**EXERCISE DESCRIPTION:** An exact reprint of the whole listing is what the answer must contain.

[TASK MATERIAL Boundary: Start]

//! Shared utilities for jgo.
//!
//! Cross-cutting concerns used by every other jgo crate: error types,
//! filesystem helpers, advisory file locking, cryptographic hashing,
//! process spawning, terminal progress indicators, and the small set of
//! `JGO_*` environment variables the core recognizes.

pub mod dirs;
pub mod env;
pub mod errors;
pub mod fs;
pub mod hash;
pub mod lock;
pub mod process;
pub mod progress;

/// Install a `tracing-subscriber` formatter honoring `RUST_LOG`/`JGO_LOG`.
///
/// Call once from the binary entry point. Safe to call more than once;
/// subsequent calls are no-ops.
pub fn init_tracing() {
    use tracing_subscriber::EnvFilter;

    let filter = EnvFilter::try_from_env("JGO_LOG")
        .or_else(|_| EnvFilter::try_from_default_env())
        .unwrap_or_else(|_| EnvFilter::new("info"));

    let _ = tracing_subscriber::fmt()
        .with_env_filter(filter)
        .with_target(false)
        .try_init();
}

[TASK MATERIAL Boundary: End]

**ANSWER TO THIS EXERCISE:**
//! Shared utilities for jgo.
//!
//! Cross-cutting concerns used by every other jgo crate: error types,
//! filesystem helpers, advisory file locking, cryptographic hashing,
//! process spawning, terminal progress indicators, and the small set of
//! `JGO_*` environment variables the core recognizes.

pub mod dirs;
pub mod env;
pub mod errors;
pub mod fs;
pub mod hash;
pub mod lock;
pub mod process;
pub mod progress;

/// Install a `tracing-subscriber` formatter honoring `RUST_LOG`/`JGO_LOG`.
///
/// Call once from the binary entry point. Safe to call more than once;
/// subsequent calls are no-ops.
pub fn init_tracing() {
    use tracing_subscriber::EnvFilter;

    let filter = EnvFilter::try_from_env("JGO_LOG")
        .or_else(|_| EnvFilter::try_from_default_env())
        .unwrap_or_else(|_| EnvFilter::new("info"));

    let _ = tracing_subscriber::fmt()
        .with_env_filter(filter)
        .with_target(false)
        .try_init();
}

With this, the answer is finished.